Par ricochet, ces différentes manifestations, qu’elles soient professionnelles, sportives ou culturelles, peuvent également être les vecteurs d’un véritable changement. Avec à son actif 1 200 foires et salons, 3 000 congrès, et 380 000 événements d’entreprises organisés en moyenne tous les ans, qui réunissent plusieurs dizaines de millions de participants, le secteur a indéniablement un rôle à jouer pour acculturer visiteurs et professionnels à la protection de l’environnement et sensibiliser à la transition écologique. Quels sont ses atouts pour y parvenir ?
Leviers pédagogiques
Depuis quelques années, les événements qui ont pour vocation d’accélérer la prise de conscience écologique, et d’inciter le grand public, les acteurs économiques et les décideurs politiques à passer à l’action, deviennent plus nombreux.
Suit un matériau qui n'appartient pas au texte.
impl Benchmark {
    pub fn new(config: BenchmarkConfig) -> Self {
        Benchmark {
            config,
            results: Vec::new(),
            optimum: HashMap::new(),
        }
    }

    /// Set the known optimal time for an instance
    pub fn set_optimum(&mut self, instance_name: &str, time_cost: f64) {
        self.optimum.insert(instance_name.to_string(), time_cost);
    }

    /// Run the exact solver on instance
    pub fn run_exact(&mut self, instance: &ProblemInstance) -> Option<PathSolution> {
        if !self.config.run_exact {
            return None;
        }

        let solution = BacktrackingSolver::new().solve(instance);
        if solution.status == SolveStatus::Optimal {
            self.optimum
                .insert(instance.name().to_string(), solution.time_cost);
        }
        self.record_result(instance, &solution, None);
        Some(solution)
    }

    /// Run ACO once per seed
    pub fn run_aco(&mut self, instance: &ProblemInstance) -> Result<(), crate::error::ConfigError> {
        let progress = if self.config.show_progress {
            let bar = ProgressBar::new(self.config.num_runs as u64);
            if let Ok(style) = ProgressStyle::with_template("{msg} [{bar:40}] {pos}/{len} ({elapsed})") {
                bar.set_style(style);
            }
            bar.set_message(format!("ACO on {}", instance.name()));
            bar
        } else {
            ProgressBar::hidden()
        };

        for seed in 0..self.config.num_runs as u64 {
            let config = AcoConfig {
                seed,
                ..self.config.aco.clone()
            };
            let aco = AntColonyOptimization::new(config)?;
            let solution = aco.solve(instance);
            self.record_result(instance, &solution, Some(seed));
            progress.inc(1);
        }

        progress.finish_and_clear();
        Ok(())
    }

    /// Run full benchmark on an instance
    pub fn run_full_benchmark(
        &mut self,
        instance: &ProblemInstance,
    ) -> Result<(), crate::error::ConfigError> {
        log::info!("Running benchmark on instance: {}", instance.name());

        self.run_exact(instance);
        self.run_aco(instance)
    }

    /// Record a result
    fn record_result(&mut self, instance: &ProblemInstance, solution: &PathSolution, seed: Option<u64>) {
        let gap_to_optimal = match self.optimum.get(instance.name()) {
            Some(&best) if solution.has_path() => Some(relative_gap(solution.time_cost, best)),
            _ => None,
        };

        self.results.push(RunResult {
            algorithm: solution.algorithm.clone(),
            instance: instance.name().to_string(),
            seed,
            found: solution.has_path(),
            status: solution.status,
            time_cost: solution.time_cost,
            fuel_cost: solution.fuel_cost,
            cpu_time: solution.computation_time,
            iterations: solution.iterations,
            nodes_explored: solution.nodes_explored,
            gap_to_optimal,
        });
    }

    /// Compute statistics for each algorithm
    pub fn compute_statistics(&self) -> Vec<AlgorithmStatistics> {
        let mut stats_map: HashMap<String, Vec<&RunResult>> = HashMap::new();

        for result in &self.results {
            stats_map
                .entry(result.algorithm.clone())
                .or_default()
                .push(result);
        }

        let mut statistics = Vec::new();

        for (algo, results) in stats_map {
            let found: Vec<_> = results.iter().filter(|r| r.found).collect();
            let cpu_times: Vec<f64> = results.iter().map(|r| r.cpu_time).collect();
            let costs: Vec<f64> = found.iter().map(|r| r.time_cost).collect();
            let gaps: Vec<f64> = found.iter().filter_map(|r| r.gap_to_optimal).collect();

            let (avg_time_cost, std_time_cost) = if costs.is_empty() {
                (f64::INFINITY, 0.0)
            } else {
                (costs.iter().mean(), costs.iter().population_std_dev())
            };

            statistics.push(AlgorithmStatistics {
                algorithm: algo,
                num_runs: results.len(),
                num_found: found.len(),
                num_optimal: gaps.iter().filter(|&&g| g.abs() < 1e-9).count(),
                avg_time_cost,
                best_time_cost: costs.iter().cloned().fold(f64::INFINITY, f64::min),
                worst_time_cost: costs.iter().cloned().fold(f64::NEG_INFINITY, f64::max),
                std_time_cost,
                avg_cpu_time: cpu_times.iter().mean(),
                total_cpu_time: cpu_times.iter().sum(),
                avg_gap: if gaps.is_empty() {
                    None
                } else {
                    Some(gaps.iter().mean())
                },
            });
        }

        statistics.sort_by(|a, b| {
            a.avg_time_cost
                .total_cmp(&b.avg_time_cost)
                .then_with(|| a.algorithm.cmp(&b.algorithm))
        });

        statistics
    }

    /// Export results to CSV
    pub fn export_to_csv<P: AsRef<Path>>(&self, path: P) -> std::io::Result<()> {
        let file = File::create(path)?;
        let mut writer = csv::Writer::from_writer(file);

        for result in &self.results {
            writer.serialize(result)?;
        }

        writer.flush()?;
        Ok(())
    }

    /// Export statistics to CSV
    pub fn export_statistics_csv<P: AsRef<Path>>(&self, path: P) -> std::io::Result<()> {
        let file = File::create(path)?;
        let mut writer = csv::Writer::from_writer(file);

        for stat in self.compute_statistics() {
            writer.serialize(stat)?;
        }

        writer.flush()?;
        Ok(())
    }

    /// Generate summary report
    pub fn generate_report(&self) -> String {
        let mut report = String::new();

        report.push_str("========================================\n");
        report.push_str("        RCSPP Benchmark Report\n");
        report.push_str("========================================\n");
        report.push_str(&format!(
            "Generated: {}\n\n",
            chrono::Local::now().format("%Y-%m-%d %H:%M:%S")
        ));

        report.push_str("Algorithm Performance Summary:\n");
        report.push_str("-".repeat(84).as_str());
        report.push('\n');
        report.push_str(&format!(
            "{:<15} {:>8} {:>8} {:>12} {:>12} {:>12} {:>10}\n",
            "Algorithm", "Found", "Optimal", "Avg Time", "Best Time", "Avg Gap%", "Avg CPU"
        ));
        report.push_str("-".repeat(84).as_str());
        report.push('\n');

        for stat in self.compute_statistics() {
            let gap_str = stat
                .avg_gap
                .map(|g| format!("{:.2}%", g))
                .unwrap_or_else(|| "-".to_string());

            report.push_str(&format!(
                "{:<15} {:>8} {:>8} {:>12.2} {:>12.2} {:>12} {:>10.4}\n",
                stat.algorithm,
                format!("{}/{}", stat.num_found, stat.num_runs),
                stat.num_optimal,
                stat.avg_time_cost,
                stat.best_time_cost,
                gap_str,
                stat.avg_cpu_time
            ));
        }

        report.push_str("-".repeat(84).as_str());
        report.push('\n');

        report.push_str("\nBest Paths per Instance:\n");

        let mut instance_best: HashMap<&str, &RunResult> = HashMap::new();
        for result in self.results.iter().filter(|r| r.found) {
            let entry = instance_best.entry(result.instance.as_str()).or_insert(result);
            if result.time_cost < entry.time_cost {
                *entry = result;
            }
        }

        let mut names: Vec<_> = instance_best.keys().copied().collect();
        names.sort_unstable();
        for name in names {
            let best = instance_best[name];
            report.push_str(&format!(
                "  {}: time {:.2}, fuel {:.2} ({})\n",
                name, best.time_cost, best.fuel_cost, best.algorithm
            ));
        }

        report
    }

    /// Get all results
    pub fn results(&self) -> &[RunResult] {
        &self.results
    }

    /// Get known optimal times
    pub fn optimum(&self) -> &HashMap<String, f64> {
        &self.optimum
    }
}

/// Gap of `value` over `best` in percent; absolute difference when `best` is zero
fn relative_gap(value: f64, best: f64) -> f64 {
    if best.abs() < 1e-12 {
        (value - best) * 100.0
    } else {
        (value - best) / best * 100.0
    }
}

/// Helper function to load instances from a directory
pub fn load_instances_from_dir<P: AsRef<Path>>(dir: P) -> Vec<ProblemInstance> {
    let mut instances = Vec::new();

    if let Ok(entries) = std::fs::read_dir(dir) {
        for entry in entries.flatten() {
            let path = entry.path();
            if path.extension().map(|e| e == "json").unwrap_or(false) {
                match ProblemInstance::from_file(&path) {
                    Ok(instance) => instances.push(instance),
                    Err(e) => log::warn!("Skipping {:?}: {}", path, e),
                }
            }
        }
    }

    // Sort by size
    instances.sort_by_key(|i| (i.num_nodes(), i.num_edges()));

    instances
}

#[cfg(test)]
mod tests {
    use super::*;

    fn small_config() -> BenchmarkConfig {
        BenchmarkConfig {
            num_runs: 3,
            aco: AcoConfig {
                ant_count: 10,
                iteration_count: 30,
                ..Default::default()
            },
            ..Default::default()
        }
    }

    #[test]
    fn test_benchmark_config() {
        let config = BenchmarkConfig::default();
        assert_eq!(config.num_runs, 5);
        assert!(config.run_exact);
    }

    #[test]
    fn test_full_benchmark_on_example() {
        let instance = ProblemInstance::example();
        let mut benchmark = Benchmark::new(small_config());
        benchmark.run_full_benchmark(&instance).unwrap();

        assert_eq!(benchmark.results().len(), 4);
        assert_eq!(benchmark.optimum().get("demo"), Some(&5.0));

        let stats = benchmark.compute_statistics();
        assert_eq!(stats.len(), 2);

        let exact = stats.iter().find(|s| s.algorithm == "Backtracking").unwrap();
        assert_eq!(exact.num_found, 1);
        assert_eq!(exact.best_time_cost, 5.0);

        let aco = stats.iter().find(|s| s.algorithm == "ACO").unwrap();
        assert_eq!(aco.num_runs, 3);
        assert!(aco.best_time_cost >= 5.0);
        assert!(aco.avg_gap.unwrap() >= 0.0);

        let report = benchmark.generate_report();
        assert!(report.contains("Backtracking"));
        assert!(report.contains("demo: time 5.00"));
    }

    #[test]
    fn test_statistics_without_feasible_runs() {
        let mut builder = ProblemInstance::builder();
        builder
            .name("empty")
            .add_edge(0, 1, 1.0, 5.0)
            .add_node(1)
            .source(0)
            .target(1)
            .fuel_budget(1.0);
        let instance = builder.build().unwrap();

        let mut benchmark = Benchmark::new(small_config());
        benchmark.run_full_benchmark(&instance).unwrap();

        for stat in benchmark.compute_statistics() {
            assert_eq!(stat.num_found, 0);
            assert_eq!(stat.best_time_cost, f64::INFINITY);
            assert_eq!(stat.avg_gap, None);
        }
    }

    #[test]
    fn test_relative_gap() {
        assert_eq!(relative_gap(6.0, 5.0), 20.0);
        assert_eq!(relative_gap(5.0, 5.0), 0.0);
        assert_eq!(relative_gap(0.5, 0.0), 50.0);
    }

    fn scratch_dir(label: &str) -> std::path::PathBuf {
        let dir = std::env::temp_dir().join(format!("rcspp-{}-{}", label, std::process::id()));
        std::fs::create_dir_all(&dir).unwrap();
        dir
    }

    #[test]
    fn test_unnamed_instances_stay_distinct() {
        let dir = scratch_dir("load");
        std::fs::write(
            dir.join("short.json"),
            r#"{ "source": 0, "target": 1, "fuel_budget": 5.0, "nodes": [1],
                 "edges": [ { "from": 0, "to": 1, "time": 3.0, "fuel": 1.0 } ] }"#,
        )
        .unwrap();
        std::fs::write(
            dir.join("long.json"),
            r#"{ "source": 0, "target": 2, "fuel_budget": 5.0, "nodes": [2],
                 "edges": [ { "from": 0, "to": 1, "time": 4.0, "fuel": 1.0 },
                            { "from": 1, "to": 2, "time": 5.0, "fuel": 1.0 } ] }"#,
        )
        .unwrap();
        std::fs::write(dir.join("broken.json"), "{ not json").unwrap();
        std::fs::write(dir.join("notes.txt"), "ignored").unwrap();

        let instances = load_instances_from_dir(&dir);
        let names: Vec<&str> = instances.iter().map(|i| i.name()).collect();
        assert_eq!(names, vec!["short", "long"]);

        let mut benchmark = Benchmark::new(small_config());
        for instance in &instances {
            benchmark.run_full_benchmark(instance).unwrap();
        }

        assert_eq!(benchmark.optimum().get("short"), Some(&3.0));
        assert_eq!(benchmark.optimum().get("long"), Some(&9.0));
        for result in benchmark.results().iter().filter(|r| r.found) {
            assert_eq!(result.gap_to_optimal, Some(0.0));
        }

        let report = benchmark.generate_report();
        assert!(report.contains("short: time 3.00"));
        assert!(report.contains("long: time 9.00"));

        std::fs::remove_dir_all(&dir).unwrap();
    }

    #[test]
    fn test_csv_export() {
        let dir = scratch_dir("csv");
        let mut benchmark = Benchmark::new(small_config());
        benchmark.run_full_benchmark(&ProblemInstance::example()).unwrap();

        let results_path = dir.join("results.csv");
        benchmark.export_to_csv(&results_path).unwrap();
        let mut reader = csv::Reader::from_path(&results_path).unwrap();
        let headers = reader.headers().unwrap().clone();
        assert!(headers.iter().any(|h| h == "gap_to_optimal"));
        let rows: Vec<csv::StringRecord> = reader.records().map(|r| r.unwrap()).collect();
        assert_eq!(rows.len(), 4);
        assert_eq!(&rows[0][0], "Backtracking");
        assert_eq!(&rows[0][1], "demo");

        let stats_path = dir.join("statistics.csv");
        benchmark.export_statistics_csv(&stats_path).unwrap();
        let mut reader = csv::Reader::from_path(&stats_path).unwrap();
        let algorithms: Vec<String> = reader
            .records()
            .map(|r| r.unwrap()[0].to_string())
            .collect();
        assert_eq!(algorithms.len(), 2);
        assert!(algorithms.contains(&"ACO".to_string()));
        assert!(algorithms.contains(&"Backtracking".to_string()));

        std::fs::remove_dir_all(&dir).unwrap();
    }

    #[test]
    fn test_known_optimum_without_exact_run() {
        let config = BenchmarkConfig {
            run_exact: false,
            ..small_config()
        };
        let mut benchmark = Benchmark::new(config);
        benchmark.set_optimum("demo", 4.0);
        benchmark.run_full_benchmark(&ProblemInstance::example()).unwrap();

        assert_eq!(benchmark.results().len(), 3);
        for result in benchmark.results().iter().filter(|r| r.found) {
            let expected = relative_gap(result.time_cost, 4.0);
            assert_eq!(result.gap_to_optimal, Some(expected));
            assert!(expected > 0.0);
        }
    }
}
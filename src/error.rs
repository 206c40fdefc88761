//! Error types for instance construction and solver configuration.
//!
//! Infeasibility is not an error: solvers report it through
//! [`crate::solution::SolveStatus::Infeasible`].

use thiserror::Error;

/// Precondition violations detected while building a [`crate::ProblemInstance`].
#[derive(Debug, Clone, PartialEq, Error)]
pub enum ProblemError {
    /// No source node was given to the builder.
    #[error("source node is not set")]
    MissingSource,
    /// No target node was given to the builder.
    #[error("target node is not set")]
    MissingTarget,
    /// The source is not a node of the graph.
    #[error("source node {0} is not in the graph")]
    UnknownSource(usize),
    /// The target is not a node of the graph.
    #[error("target node {0} is not in the graph")]
    UnknownTarget(usize),
    /// An edge points to a node that has no adjacency entry.
    #[error("edge ({from}, {to}) points to a node that is not in the graph")]
    UnknownSuccessor {
        /// Tail of the edge.
        from: usize,
        /// Missing head of the edge.
        to: usize,
    },
    /// The same directed edge was declared twice.
    #[error("edge ({from}, {to}) is declared more than once")]
    DuplicateEdge {
        /// Tail of the edge.
        from: usize,
        /// Head of the edge.
        to: usize,
    },
    /// An edge weight is negative, NaN or infinite.
    #[error("edge ({from}, {to}) has invalid {weight} weight {value}")]
    InvalidWeight {
        /// Tail of the edge.
        from: usize,
        /// Head of the edge.
        to: usize,
        /// Which weight is invalid ("time" or "fuel").
        weight: &'static str,
        /// The rejected value.
        value: f64,
    },
    /// The fuel budget is negative, NaN or infinite.
    #[error("fuel budget {0} must be a finite non-negative number")]
    InvalidBudget(f64),
    /// Reading the instance file failed.
    #[error("cannot read instance file: {0}")]
    Io(String),
    /// The instance file is not valid JSON for the expected format.
    #[error("cannot parse instance file: {0}")]
    Parse(String),
}

/// Invalid Ant Colony Optimization parameters.
#[derive(Debug, Clone, PartialEq, Error)]
pub enum ConfigError {
    /// At least one ant is needed per iteration.
    #[error("ant count must be at least 1")]
    NoAnts,
    /// Evaporation must remove some trail but not all of it.
    #[error("evaporation rate {0} must lie strictly between 0 and 1")]
    EvaporationRate(f64),
    /// Exponents must be finite and non-negative.
    #[error("{name} exponent {value} must be finite and non-negative")]
    Exponent {
        /// "alpha" or "beta".
        name: &'static str,
        /// The rejected value.
        value: f64,
    },
    /// The deposit numerator must be finite and positive.
    #[error("deposit scale {0} must be finite and positive")]
    DepositScale(f64),
    /// A time limit, when set, must be finite and positive.
    #[error("time limit {0} must be finite and positive")]
    TimeLimit(f64),
}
Véritables démonstrateurs des bonnes pratiques environnementales, ils permettent aux participants de rentrer au cœur du sujet en leur faisant vivre une expérience pratique qui ne se limite pas à la théorie. Il s’agit de vivre la transition et pas seulement d’en entendre parler, comme l’explique Dan-Antoine Blanc-Shapira, fondateur de l’agence Sensation ! : « L’événementiel permet de plonger les publics au cœur d’une démarche écoresponsable : ils verront « de leurs propres yeux » les efforts en matière d’optimisation des transports et de maîtrise de l’énergie, ils toucheront de leurs mains les matériaux écoresponsables, ils participeront à la réduction et au tri sélectif des déchets, ils goûteront les produits bios et de saison, pourront constater la récupération des surplus alimentaires, etc. L’événement ne se contente pas de « transmettre » un message, il favorise son appropriation. »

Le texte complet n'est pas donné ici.